Psoriatic Arthritis (PsA)

Tina Arkee

Background

  • Chronic inflammatory arthritis associated with psoriasis (occurring in up to 20-30% of psoriasis patients)
  • Incidence: onset usually around 30-50y; men and women equally affected. Psoriasis usually precedes the development of arthritis
  • Etiology: multigenic autoimmune disease that involves inflammatory infiltrate (likely driven by CD8 T cells) to entheses, synovial tissue, and skin. Joint trauma may trigger arthritis flare (“deep” Koebner phenomenon)
  • Classified under seronegative arthritis, though up to 15% of patients will have serologic positivity (RF most common)

Presentation

  • Variable joint pattern involvement (may evolve over time):
    • DIP arthritis - asymmetric oligoarthritis (large joint involvement in addition to small joints)
    • symmetric polyarthritis (may look like RA)
    • axial arthritis (involves the spine and SI joints)
    • arthritis mutilans (severe destructive joint disease leading to osteolysis and shortening of digits)
  • Periarticular manifestations:
    • Enthesitis: inflammation of tendon and ligament insertion sites, including the Achilles tendon, patellar tendon, and spinous processes of vertebral bodies
    • Tenosynovitis: flexor tendons of hands and posterior tibial tendons often involved
    • Dactylitis: diffuse swelling of a single finger or toe (sausage digit).
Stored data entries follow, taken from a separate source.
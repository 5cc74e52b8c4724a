//! Stage orchestration for adpulse runs.
//!
//! Wraps every stage in bounded retry with exponential back-off, checks each
//! inter-stage message against a declared [`schema::Shape`], and appends
//! envelopes and outputs to the run's output directory.

pub mod external;
pub mod orchestrator;
pub mod output;
pub mod retry;
pub mod schema;

pub use external::JsonFileGenerator;
pub use orchestrator::{
    NextStage, Pipeline, RunReport, RunRequest, GENERATE_AGENT, LOAD_AGENT, SUMMARY_AGENT,
    VALIDATE_AGENT,
};
pub use output::{OutputWriter, ENVELOPES_FILE, SUMMARY_FILE, VALIDATED_FILE};
pub use retry::{run_with_retry, RetryPolicy, StageOutcome, StageState};
pub use schema::{check, check_message, Field, Shape};
use std::io::ErrorKind;

use serde_json::{json, Value};
use thiserror::Error;

/// Errors raised by any pipeline stage.
///
/// The variant decides whether the retry orchestrator may run the stage
/// again; see [`PipelineError::is_retryable`].
#[derive(Debug, Error)]
pub enum PipelineError {
    /// Missing required fields, out-of-range config or a schema mismatch.
    #[error("{message}")]
    Validation { message: String, details: Value },

    /// The dataset is too degraded to analyse.
    #[error("{message}")]
    DataQuality { message: String, details: Value },

    #[error("I/O error on {path}: {source}")]
    Io {
        path: String,
        #[source]
        source: std::io::Error,
    },

    /// A stage exceeded its time budget.
    #[error("{0}")]
    Timeout(String),

    /// Momentary resource exhaustion or similar recoverable compute failure.
    #[error("{0}")]
    TransientCompute(String),

    #[error("{0}")]
    Unexpected(String),
}

impl PipelineError {
    pub fn validation(message: impl Into<String>, details: Value) -> Self {
        Self::Validation {
            message: message.into(),
            details,
        }
    }

    pub fn data_quality(message: impl Into<String>, details: Value) -> Self {
        Self::DataQuality {
            message: message.into(),
            details,
        }
    }

    pub fn io(path: impl Into<String>, source: std::io::Error) -> Self {
        Self::Io {
            path: path.into(),
            source,
        }
    }

    /// Stable name reported in failure envelopes and on the CLI.
    #[must_use]
    pub fn error_type(&self) -> &'static str {
        match self {
            Self::Validation { .. } => "ValidationError",
            Self::DataQuality { .. } => "DataQualityError",
            Self::Io { .. } => "IOError",
            Self::Timeout(_) => "TimeoutError",
            Self::TransientCompute(_) => "TransientComputeError",
            Self::Unexpected(_) => "UnexpectedError",
        }
    }

    /// Returns `true` for errors that are worth retrying after a back-off delay.
    ///
    /// **Retriable:** timeouts, transient compute failures, uncategorized
    /// errors, and I/O errors whose kind is transient (interrupted, timed out,
    /// would block).
    ///
    /// **Not retriable:** validation, data quality, and all other I/O errors
    /// (missing file, permission denied, ...).
    #[must_use]
    pub fn is_retryable(&self) -> bool {
        match self {
            Self::Validation { .. } | Self::DataQuality { .. } => false,
            Self::Io { source, .. } => matches!(
                source.kind(),
                ErrorKind::Interrupted | ErrorKind::TimedOut | ErrorKind::WouldBlock
            ),
            Self::Timeout(_) | Self::TransientCompute(_) | Self::Unexpected(_) => true,
        }
    }

    /// Structured context carried into the failure envelope.
    #[must_use]
    pub fn details(&self) -> Value {
        match self {
            Self::Validation { details, .. } | Self::DataQuality { details, .. } => details.clone(),
            Self::Io { path, source } => json!({
                "path": path,
                "io_error_kind": source.kind().to_string(),
            }),
            Self::Timeout(_) | Self::TransientCompute(_) | Self::Unexpected(_) => Value::Null,
        }
    }
}

/// Errors raised while loading or validating configuration.
#[derive(Debug, Error)]
pub enum ConfigError {
    #[error("failed to read config file {path}: {source}")]
    FileIo {
        path: String,
        #[source]
        source: std::io::Error,
    },

    #[error("failed to parse config file: {0}")]
    FileParse(#[from] serde_yaml::Error),

    #[error("invalid value for env var {var}: {reason}")]
    InvalidEnvVar { var: String, reason: String },

    #[error("config value {key} = {value} is out of range (expected {expected})")]
    OutOfRange {
        key: String,
        value: String,
        expected: String,
    },

    #[error("config validation error: {0}")]
    Validation(String),
}

impl From<ConfigError> for PipelineError {
    fn from(err: ConfigError) -> Self {
        let details = match &err {
            ConfigError::OutOfRange { key, value, .. } => json!({ "key": key, "value": value }),
            ConfigError::InvalidEnvVar { var, .. } => json!({ "var": var }),
            ConfigError::FileIo { path, .. } => json!({ "path": path }),
            ConfigError::FileParse(_) | ConfigError::Validation(_) => Value::Null,
        };
        PipelineError::validation(err.to_string(), details)
    }
}

#[cfg(test)]
mod tests {
    use super::*;

    #[test]
    fn validation_is_not_retryable() {
        let err = PipelineError::validation("missing fields", Value::Null);
        assert!(!err.is_retryable());
        assert_eq!(err.error_type(), "ValidationError");
    }

    #[test]
    fn data_quality_is_not_retryable() {
        let err = PipelineError::data_quality("too many gaps", Value::Null);
        assert!(!err.is_retryable());
        assert_eq!(err.error_type(), "DataQualityError");
    }

    #[test]
    fn missing_file_is_not_retryable() {
        let err = PipelineError::io(
            "data.csv",
            std::io::Error::new(ErrorKind::NotFound, "no such file"),
        );
        assert!(!err.is_retryable());
        assert_eq!(err.error_type(), "IOError");
        assert_eq!(err.details()["path"], "data.csv");
    }

    #[test]
    fn interrupted_io_is_retryable() {
        let err = PipelineError::io(
            "data.csv",
            std::io::Error::new(ErrorKind::Interrupted, "signal"),
        );
        assert!(err.is_retryable());
    }

    #[test]
    fn timeout_transient_and_unexpected_are_retryable() {
        assert!(PipelineError::Timeout("slow".into()).is_retryable());
        assert!(PipelineError::TransientCompute("oom".into()).is_retryable());
        assert!(PipelineError::Unexpected("boom".into()).is_retryable());
    }

    #[test]
    fn config_error_converts_to_validation() {
        let err: PipelineError = ConfigError::OutOfRange {
            key: "thresholds.low_ctr".into(),
            value: "1.5".into(),
            expected: "[0, 1]".into(),
        }
        .into();
        assert_eq!(err.error_type(), "ValidationError");
        assert_eq!(err.details()["key"], "thresholds.low_ctr");
    }
}
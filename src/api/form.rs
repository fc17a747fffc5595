//! Multipart upload parsing shared by the persistent and stateless routes.

use crate::error::ThumbError;
use axum::extract::multipart::MultipartError;
use axum::extract::Multipart;
use axum::http::StatusCode;
use serde::Deserialize;

/// The parts of an upload request the handlers use.
#[derive(Debug)]
pub struct UploadForm {
    pub filename: String,
    pub bytes: Vec<u8>,
    /// Set when the form carried a `replace_existing` field.
    pub replace_existing: Option<bool>,
}

/// Query string of `POST /upload`.
#[derive(Debug, Default, Deserialize)]
pub struct UploadParams {
    pub replace_existing: Option<String>,
}

/// Read the `file` part (and an optional `replace_existing` part).
///
/// A body that trips the request size limit is reported as
/// [`ThumbError::BodyTooLarge`] carrying `body_limit`.
pub async fn read_upload(
    mut multipart: Multipart,
    max_file_size: usize,
    body_limit: usize,
) -> Result<UploadForm, ThumbError> {
    let read_error = |e: MultipartError| {
        if e.status() == StatusCode::PAYLOAD_TOO_LARGE {
            ThumbError::BodyTooLarge {
                limit: body_limit,
                max: max_file_size,
            }
        } else {
            ThumbError::BadRequest(format!("Multipart error: {}", e))
        }
    };

    let mut file: Option<(String, Vec<u8>)> = None;
    let mut replace_existing = None;

    while let Some(field) = multipart.next_field().await.map_err(read_error)? {
        let field_name = field.name().map(|n| n.to_string());
        match field_name.as_deref() {
            Some("file") => {
                let filename = field
                    .file_name()
                    .map(|n| n.to_string())
                    .ok_or_else(|| {
                        ThumbError::BadRequest("The 'file' part has no filename.".to_string())
                    })?;
                let bytes = field.bytes().await.map_err(read_error)?.to_vec();
                file = Some((filename, bytes));
            }
            Some("replace_existing") => {
                let value = field.text().await.map_err(read_error)?;
                replace_existing = Some(parse_flag(&value)?);
            }
            _ => {}
        }
    }

    let (filename, bytes) =
        file.ok_or_else(|| ThumbError::BadRequest("Missing multipart field 'file'.".to_string()))?;
    Ok(UploadForm {
        filename,
        bytes,
        replace_existing,
    })
}

/// Lenient boolean: `true/false`, `1/0`, `yes/no`, `on/off`, any case.
pub fn parse_flag(value: &str) -> Result<bool, ThumbError> {
    match value.trim().to_ascii_lowercase().as_str() {
        "true" | "1" | "yes" | "on" => Ok(true),
        "false" | "0" | "no" | "off" => Ok(false),
        other => Err(ThumbError::BadRequest(format!(
            "replace_existing must be a boolean, got '{}'",
            other
        ))),
    }
}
Acute dactylitis presents with a red, hot, tender, swollen digit, whereas chronically affected digits are often just swollen.
  • Extra-articular manifestations: nail changes (pitting, ridging, onycholysis), psoriasis plaque, chronic bilateral uveitis, conjunctivitis
  • Comorbidities: Decreased bone mineral density, psychiatric disease (depression, anxiety), hyperuricemia, increased risk of CVD/metabolic syndrome/DM/fatty liver

Evaluation

  • Laboratory data: CBC, BMP, uric acid, ESR, CRP; consider HIV testing
    • Autoimmune testing to rule out other conditions: ANA (shouldn’t have high titer positivity), RF (positive in 2-10%), anti-CCP
    • HLA-B27: present in 25-30% patients; identifies patients at risk for axial disease or acute anterior uveitis but does not diagnose them
  • Imaging
    • X-rays often show evidence of both bone erosion and new bone formation, such as the “pencil in cup” deformity (often involves the DIP), osteolysis leading to digital shortening, bone spurs at entheses, periosteal reactions (new bone formation around eroded sites), and ankylosis (fusion of adjacent joints).
    • MRI changes can be more sensitive in detecting articular and soft tissue inflammation and sacroiliitis; however, these do not always correlate with clinical symptoms
  • CASPAR classification criteria for diagnosis are >90% sensitive and specific for PsA (≥3 points = diagnostic)
    • Autoimmune testing to rule out other conditions: ANA (shouldn’t have high titer positivity), RF (positive in 2-10%), anti-CCP
    • Current psoriasis (2), a personal history of psoriasis (1), or family history of psoriasis (1)
    • Psoriatic nail findings observed on physical exam (1)
    • Negative test for RF (1)
    • Current dactylitis or a history of dactylitis documented by a rheumatologist (1)
    • Xray evidence of juxta-articular new bone formation in the affected hand or foot (1)

Management

  • Non-pharmacologic strategies: PT/OT, exercise, weight loss, nutritionist referral for metabolic syndrome, dermatology referral for comanagement
  • Treatment is dependent on pattern of involvement, skin disease, severity, and comorbidities
    • Mild: NSAIDs (e.g. naproxen 375-500mg BID)
    • Moderate or resistant to NSAIDs: conventional DMARDS (e.g. MTX 15-25mg q weekly or leflunomide 20mg QD) or occasionally apremilast (PDE4 inhibitor) if avoiding biologics
    • Severe (many joints, erosive, functional limitation) or no response to above: biologic DMARD, usually TNF inhibitor (infliximab, adalimumab, etanercept); if no response, trial to another TNF inhibitor. If TNFi are contraindicated OR psoriasis is severe, try an anti-IL17a biologic (secukinumab, ixekizumab). Patients with concomitant IBD may benefit from anti-IL12/IL-23 agents (ustekizumab). Anti-IL17 biologics are contraindicated in patients w/IBD.
    • Refractory to two TNFi/IL-12/IL-23: consider the JAK inhibitor tofacitinib
  • Note: avoid oral glucocorticoids given risk of developing erythroderma or pustular psoriasis!
  • Skin and joint disease often do not correlate — evaluate independently
Last updated on